▸ **DIRECTIONS**
Through the line that contains "#[must_use]", return the data below exactly, starting at its first line; leave the rest out.

[Items listed in a dataset]
=== Begin Enclosure ===

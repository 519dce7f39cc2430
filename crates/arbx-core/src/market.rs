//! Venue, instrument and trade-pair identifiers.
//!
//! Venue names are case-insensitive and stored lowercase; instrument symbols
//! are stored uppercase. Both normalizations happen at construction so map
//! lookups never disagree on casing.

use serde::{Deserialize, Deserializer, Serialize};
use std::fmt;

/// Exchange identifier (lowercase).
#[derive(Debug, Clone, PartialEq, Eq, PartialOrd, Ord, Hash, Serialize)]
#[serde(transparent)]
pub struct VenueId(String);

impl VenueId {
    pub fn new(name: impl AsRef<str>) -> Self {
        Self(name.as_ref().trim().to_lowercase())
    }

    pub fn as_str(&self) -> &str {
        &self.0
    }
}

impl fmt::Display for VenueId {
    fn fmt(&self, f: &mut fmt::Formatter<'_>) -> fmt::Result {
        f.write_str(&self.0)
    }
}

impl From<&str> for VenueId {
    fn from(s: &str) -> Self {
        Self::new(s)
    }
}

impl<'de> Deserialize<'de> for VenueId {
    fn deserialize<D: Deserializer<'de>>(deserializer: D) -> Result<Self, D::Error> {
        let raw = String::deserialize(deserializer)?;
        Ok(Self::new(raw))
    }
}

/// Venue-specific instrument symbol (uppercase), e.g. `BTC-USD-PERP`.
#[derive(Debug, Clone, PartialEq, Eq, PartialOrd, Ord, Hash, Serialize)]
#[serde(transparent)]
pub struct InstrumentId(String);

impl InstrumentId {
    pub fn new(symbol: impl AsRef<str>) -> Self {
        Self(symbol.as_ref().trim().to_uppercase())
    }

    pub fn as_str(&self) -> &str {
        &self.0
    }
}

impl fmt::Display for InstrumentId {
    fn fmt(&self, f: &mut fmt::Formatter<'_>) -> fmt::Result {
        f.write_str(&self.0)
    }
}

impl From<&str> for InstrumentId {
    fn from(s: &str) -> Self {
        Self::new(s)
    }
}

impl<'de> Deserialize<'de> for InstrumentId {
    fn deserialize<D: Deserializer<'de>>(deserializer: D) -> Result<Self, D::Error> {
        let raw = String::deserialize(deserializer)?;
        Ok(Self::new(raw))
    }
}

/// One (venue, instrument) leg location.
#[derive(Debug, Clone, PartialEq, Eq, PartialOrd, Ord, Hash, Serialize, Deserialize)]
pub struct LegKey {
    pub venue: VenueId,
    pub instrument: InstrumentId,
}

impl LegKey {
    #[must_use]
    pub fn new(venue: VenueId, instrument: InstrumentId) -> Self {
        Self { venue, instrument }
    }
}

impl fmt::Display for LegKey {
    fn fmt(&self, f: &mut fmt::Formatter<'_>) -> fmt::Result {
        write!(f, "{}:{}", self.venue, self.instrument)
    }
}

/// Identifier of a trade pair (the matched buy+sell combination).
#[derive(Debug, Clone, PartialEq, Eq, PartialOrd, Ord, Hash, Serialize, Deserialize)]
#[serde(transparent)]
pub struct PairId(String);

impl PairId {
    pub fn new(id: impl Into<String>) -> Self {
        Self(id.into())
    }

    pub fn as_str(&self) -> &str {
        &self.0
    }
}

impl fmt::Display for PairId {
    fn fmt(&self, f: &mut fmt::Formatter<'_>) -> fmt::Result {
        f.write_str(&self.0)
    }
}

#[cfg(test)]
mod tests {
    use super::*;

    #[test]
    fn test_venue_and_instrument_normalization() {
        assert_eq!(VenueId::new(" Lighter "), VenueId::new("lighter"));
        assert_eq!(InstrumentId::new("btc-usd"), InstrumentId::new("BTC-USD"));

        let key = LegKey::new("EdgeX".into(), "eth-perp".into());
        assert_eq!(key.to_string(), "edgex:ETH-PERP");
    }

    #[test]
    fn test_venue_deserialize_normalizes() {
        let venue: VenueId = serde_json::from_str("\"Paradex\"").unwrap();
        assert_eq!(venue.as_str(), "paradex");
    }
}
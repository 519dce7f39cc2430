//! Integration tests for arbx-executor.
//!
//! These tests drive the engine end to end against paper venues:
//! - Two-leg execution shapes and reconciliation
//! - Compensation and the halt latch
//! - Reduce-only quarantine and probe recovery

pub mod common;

=== End Enclosure ===

▸ **REPLY TO THE TASK**
repository 519dce7f39cc2430
filename crates/arbx-core/src/market.rs
//! Venue, instrument and trade-pair identifiers.
//!
//! Venue names are case-insensitive and stored lowercase; instrument symbols
//! are stored uppercase. Both normalizations happen at construction so map
//! lookups never disagree on casing.

use serde::{Deserialize, Deserializer, Serialize};
use std::fmt;

/// Exchange identifier (lowercase).
#[derive(Debug, Clone, PartialEq, Eq, PartialOrd, Ord, Hash, Serialize)]
#[serde(transparent)]
pub struct VenueId(String);

impl VenueId {
    pub fn new(name: impl AsRef<str>) -> Self {
        Self(name.as_ref().trim().to_lowercase())
    }

    pub fn as_str(&self) -> &str {
        &self.0
    }
}

impl fmt::Display for VenueId {
    fn fmt(&self, f: &mut fmt::Formatter<'_>) -> fmt::Result {
        f.write_str(&self.0)
    }
}

impl From<&str> for VenueId {
    fn from(s: &str) -> Self {
        Self::new(s)
    }
}

impl<'de> Deserialize<'de> for VenueId {
    fn deserialize<D: Deserializer<'de>>(deserializer: D) -> Result<Self, D::Error> {
        let raw = String::deserialize(deserializer)?;
        Ok(Self::new(raw))
    }
}

/// Venue-specific instrument symbol (uppercase), e.g. `BTC-USD-PERP`.
#[derive(Debug, Clone, PartialEq, Eq, PartialOrd, Ord, Hash, Serialize)]
#[serde(transparent)]
pub struct InstrumentId(String);

impl InstrumentId {
    pub fn new(symbol: impl AsRef<str>) -> Self {
        Self(symbol.as_ref().trim().to_uppercase())
    }

    pub fn as_str(&self) -> &str {
        &self.0
    }
}

impl fmt::Display for InstrumentId {
    fn fmt(&self, f: &mut fmt::Formatter<'_>) -> fmt::Result {
        f.write_str(&self.0)
    }
}

impl From<&str> for InstrumentId {
    fn from(s: &str) -> Self {
        Self::new(s)
    }
}

impl<'de> Deserialize<'de> for InstrumentId {
    fn deserialize<D: Deserializer<'de>>(deserializer: D) -> Result<Self, D::Error> {
        let raw = String::deserialize(deserializer)?;
        Ok(Self::new(raw))
    }
}

/// One (venue, instrument) leg location.
#[derive(Debug, Clone, PartialEq, Eq, PartialOrd, Ord, Hash, Serialize, Deserialize)]
pub struct LegKey {
    pub venue: VenueId,
    pub instrument: InstrumentId,
}

impl LegKey {
    #[must_use]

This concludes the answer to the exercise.